CONTRACTION Contraction reviews


Showing all collaborators reviews and last reviews preview | Show all reviews/ratings

Collaborators/Experts Reviews

Review by Sean Trane
SPECIAL COLLABORATOR Prog Folk
3 stars 3,5 stars really!!!

This first album from Contraction is a direct evolution from one of the three angular vinyl albums of Quebec progressive music. Coming a year after the release of cornerstone album Dimension M from Frank Dervieux and a few months before his untimely death, most of the musicians had played on that album, and Dervieux himself, very sick, participated to this album. It is also the second of three prog albums to use the human ear as artwork after Floyd's Meddle and before MMEB's Roaring Silence. While this album is certainly full of delightful music, it is a bit of a side-track for progheads, their place on the Archives mostly secured by the follow-up album. You will recognize however that typical Quebec sound especially with the Christiane Robichaud vocals that will remind you of Monique Fauteux in Harmonium's Heptade albums a few years later. Drummer Denis Farmer is also to be found in Harmonium, later on. Stanley's guitar lines are somewhat jazzy but also a bit Duane Allman inspired and Laferriere's bass works are certainly the strong points, the whole thing underlined by the Lachapelle Fender Rhodes piano. Among the guest musicians are Dervieux and Seguin on congas.
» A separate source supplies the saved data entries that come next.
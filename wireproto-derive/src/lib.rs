// The `quote!` macro requires deep recursion.
#![recursion_limit = "4096"]

extern crate proc_macro;

use anyhow::{bail, Error};
use field::{inner_type, Kind};
use itertools::Itertools;
use proc_macro::TokenStream;
use quote::quote;
use syn::{Data, DataEnum, DataStruct, DeriveInput, Expr, Fields, FieldsNamed, Ident, Variant};

mod field;
use crate::field::Field;

fn try_message(input: TokenStream) -> Result<TokenStream, Error> {
    let input: DeriveInput = syn::parse(input)?;

    let ident = input.ident;
    let name = ident.to_string();

    let variant_data = match input.data {
        Data::Struct(variant_data) => variant_data,
        Data::Enum(..) => bail!("Message can not be derived for an enum"),
        Data::Union(..) => bail!("Message can not be derived for a union"),
    };

    let generics = &input.generics;
    let (impl_generics, ty_generics, where_clause) = generics.split_for_impl();

    let fields = match variant_data {
        DataStruct {
            fields: Fields::Named(FieldsNamed { named: fields, .. }),
            ..
        } => fields.into_iter().collect::<Vec<_>>(),
        DataStruct {
            fields: Fields::Unit, ..
        } => Vec::new(),
        _ => bail!("Message can only be derived for structs with named fields"),
    };

    // Fields keep their declaration order, which is also the encoding order.
    let fields = fields
        .into_iter()
        .map(|field| {
            let Some(field_ident) = field.ident else {
                bail!("message {} has an unnamed field", ident)
            };
            match Field::new(field.attrs) {
                Ok(parsed) => Ok((field_ident, parsed, field.ty)),
                Err(err) => Err(err.context(format!("invalid message field {}.{}", ident, field_ident))),
            }
        })
        .collect::<Result<Vec<_>, _>>()?;

    if let Some((tag, _)) = fields
        .iter()
        .map(|(_, field, _)| field.tag)
        .sorted_unstable()
        .tuple_windows()
        .find(|(a, b)| a == b)
    {
        bail!("message {} has fields with duplicate tag {}", ident, tag);
    }

    let declare = fields
        .iter()
        .map(|(field_ident, field, ty)| {
            let field_name = field_ident.to_string();
            let tag = field.tag;
            let field_type = field.field_type(inner_type(&field.kind, ty)?);
            let label = field.label();
            let options = field.options();
            Ok(quote!(.field(::wireproto::Field::new(#field_type, #field_name, #tag, #label, #options))))
        })
        .collect::<Result<Vec<_>, Error>>()?;

    let set = fields.iter().map(|(field_ident, field, _)| {
        let field_name = field_ident.to_string();
        match field.kind {
            Kind::Single => quote! {
                msg.set(#field_name, ::wireproto::FieldValue::to_value(&self.#field_ident)?)?;
            },
            Kind::Optional => quote! {
                if let ::core::option::Option::Some(value) = &self.#field_ident {
                    msg.set(#field_name, ::wireproto::FieldValue::to_value(value)?)?;
                }
            },
            Kind::Repeated => quote! {
                msg.set(
                    #field_name,
                    ::wireproto::Value::List(
                        self.#field_ident
                            .iter()
                            .map(::wireproto::FieldValue::to_value)
                            .collect::<::core::result::Result<_, _>>()?,
                    ),
                )?;
            },
        }
    });

    let get = fields.iter().map(|(field_ident, field, _)| {
        let field_name = field_ident.to_string();
        let read = match field.kind {
            Kind::Single => quote! {
                match msg.get(#field_name) {
                    ::core::option::Option::Some(value) => ::wireproto::FieldValue::from_value(value)?,
                    ::core::option::Option::None => {
                        return ::core::result::Result::Err(::wireproto::DecodeError::MissingRequired {
                            field: ::wireproto::__private::String::from(#field_name),
                        })
                    }
                }
            },
            Kind::Optional => quote! {
                msg.get(#field_name).map(::wireproto::FieldValue::from_value).transpose()?
            },
            Kind::Repeated => quote! {
                match msg.get(#field_name) {
                    ::core::option::Option::Some(::wireproto::Value::List(values)) => {
                        ::wireproto::RepeatedValue::from_values(values)?
                    }
                    ::core::option::Option::Some(_) => {
                        return ::core::result::Result::Err(::wireproto::DecodeError::TypeMismatch {
                            field: ::wireproto::__private::String::from(#field_name),
                            expected: "list",
                        })
                    }
                    ::core::option::Option::None => ::core::default::Default::default(),
                }
            },
        };
        quote!(#field_ident: #read,)
    });

    let expanded = quote! {
        impl #impl_generics ::wireproto::Message for #ident #ty_generics #where_clause {
            fn schema() -> ::core::result::Result<
                ::wireproto::__private::Arc<::wireproto::MessageSchema>,
                ::wireproto::DefinitionError,
            > {
                ::wireproto::MessageSchema::builder(#name)
                    #(#declare)*
                    .build()
            }

            fn to_dynamic(&self) -> ::core::result::Result<::wireproto::DynamicMessage, ::wireproto::EncodeError> {
                #[allow(unused_mut)]
                let mut msg = ::wireproto::DynamicMessage::new(<Self as ::wireproto::Message>::schema()?);
                #(#set)*
                ::core::result::Result::Ok(msg)
            }

            fn from_dynamic(msg: &::wireproto::DynamicMessage) -> ::core::result::Result<Self, ::wireproto::DecodeError> {
                let _ = msg;
                ::core::result::Result::Ok(Self {
                    #(#get)*
                })
            }
        }

        impl #impl_generics ::wireproto::FieldValue for #ident #ty_generics #where_clause {
            fn to_value(&self) -> ::core::result::Result<::wireproto::Value, ::wireproto::EncodeError> {
                ::core::result::Result::Ok(::wireproto::Value::Message(::wireproto::Message::to_dynamic(self)?))
            }

            fn from_value(value: &::wireproto::Value) -> ::core::result::Result<Self, ::wireproto::DecodeError> {
                match value.as_message() {
                    ::core::option::Option::Some(msg) => ::wireproto::Message::from_dynamic(msg),
                    ::core::option::Option::None => ::core::result::Result::Err(
                        ::wireproto::DecodeError::UnexpectedValue { expected: "embedded message" },
                    ),
                }
            }
        }
    };

    Ok(expanded.into())
}

#[proc_macro_derive(Message, attributes(wireproto))]
pub fn message(input: TokenStream) -> TokenStream {
    try_message(input).unwrap()
}

fn try_enumeration(input: TokenStream) -> Result<TokenStream, Error> {
    let input: DeriveInput = syn::parse(input)?;
    let ident = input.ident;
    let name = ident.to_string();

    let generics = &input.generics;
    let (impl_generics, ty_generics, where_clause) = generics.split_for_impl();

    let punctuated_variants = match input.data {
        Data::Enum(DataEnum { variants, .. }) => variants,
        Data::Struct(_) => bail!("Enumeration can not be derived for a struct"),
        Data::Union(..) => bail!("Enumeration can not be derived for a union"),
    };

    // Map the variants into 'fields'.
    let mut variants: Vec<(Ident, Expr)> = Vec::new();
    for Variant {
        ident,
        fields,
        discriminant,
        ..
    } in punctuated_variants
    {
        match fields {
            Fields::Unit => (),
            Fields::Named(_) | Fields::Unnamed(_) => {
                bail!("Enumeration variants may not have fields")
            }
        }

        match discriminant {
            Some((_, expr)) => variants.push((ident, expr)),
            None => bail!("Enumeration variants must have a discriminant"),
        }
    }

    if variants.is_empty() {
        bail!("Enumeration must have at least one variant");
    }

    let values = variants.iter().map(|(variant, value)| {
        let variant_name = variant.to_string();
        quote!(.value(#variant_name, #value))
    });

    let to_i32 = variants
        .iter()
        .map(|(variant, value)| quote!(#ident::#variant => #value));

    let from_i32 = variants
        .iter()
        .map(|(variant, value)| quote!(v if v == (#value) => ::core::option::Option::Some(#ident::#variant)));

    let expanded = quote! {
        impl #impl_generics ::wireproto::Enumeration for #ident #ty_generics #where_clause {
            fn descriptor() -> ::wireproto::__private::Arc<::wireproto::EnumDescriptor> {
                ::wireproto::__private::Arc::new(::wireproto::EnumDescriptor::new(#name) #(#values)*)
            }

            fn to_i32(&self) -> i32 {
                match self {
                    #(#to_i32,)*
                }
            }

            fn from_i32(value: i32) -> ::core::option::Option<Self> {
                match value {
                    #(#from_i32,)*
                    _ => ::core::option::Option::None,
                }
            }
        }

        impl #impl_generics ::wireproto::FieldValue for #ident #ty_generics #where_clause {
            fn to_value(&self) -> ::core::result::Result<::wireproto::Value, ::wireproto::EncodeError> {
                ::core::result::Result::Ok(::wireproto::Value::Int(::wireproto::Enumeration::to_i32(self) as i128))
            }

            fn from_value(value: &::wireproto::Value) -> ::core::result::Result<Self, ::wireproto::DecodeError> {
                let value = value
                    .as_int()
                    .ok_or(::wireproto::DecodeError::UnexpectedValue { expected: "integer" })?;
                let value = ::wireproto::validate_int32(value)?;
                <Self as ::wireproto::Enumeration>::from_i32(value)
                    .ok_or(::wireproto::DecodeError::UnknownEnumValue { name: #name, value })
            }
        }
    };

    Ok(expanded.into())
}

#[proc_macro_derive(Enumeration, attributes(wireproto))]
pub fn enumeration(input: TokenStream) -> TokenStream {
    try_enumeration(input).unwrap()
}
As I said above , the music is not overwhelmingly progressive but still holds many excellent moments to please even the most demanding proghead , but while there are some sizzling guitar solos and some very intimate ambiances, the whole band never seems to manage to shift to the next gear and go on to bigger things. This will be for the next album.

Review by debrewguy
SPECIAL COLLABORATOR Honorary Collaborator
1 stars As previews reviews have stated , this is not the album that would have gotten Contraction into PA's database. Indeed, having bought the LP and listened to it a number of times before I wrote this review, I had to come back & read their bio page and the other reviews to see just what was so prog about the group.

It's not before the 4th song (if you start from side 1 to side two) , Trois ou Quatre, that you get to a somewhat prog track. And even at that, it seems like a pale, kind of jazzy soft rock version of Pink Floyd's Great Gig. Although a buddy of mine joked that it sounded like music that you found on a soundtrack for a 70s porn film .

Pixieland comes across as a Steely Dan throwaway without the hired hand guitar virtuosos that the Dan employed on their albums.

Most of the rest , well ... if I may ... the best that I can say is to imagine Karen Carpenter fronting a 70s soft rock outfit with that era's mediocre jazz rock noodlings.

Interesting only as a document of the emerging RPQ scene, and for its' membership. And worth all of the $3 that I paid for it, if you take into account the $1 I got back in cash when I sold it back to Spin-It.

Latest members reviews

5 stars Well finally after all these years this little gem gets the digital treatment.One of the first and best Quebecois(French-Canadian) prog/folk/jazz album.Etheral and fluid, the music is never boring despite the fact that it's not that complex.More in the vain of early Renaissance and Fairport Co ... (read more)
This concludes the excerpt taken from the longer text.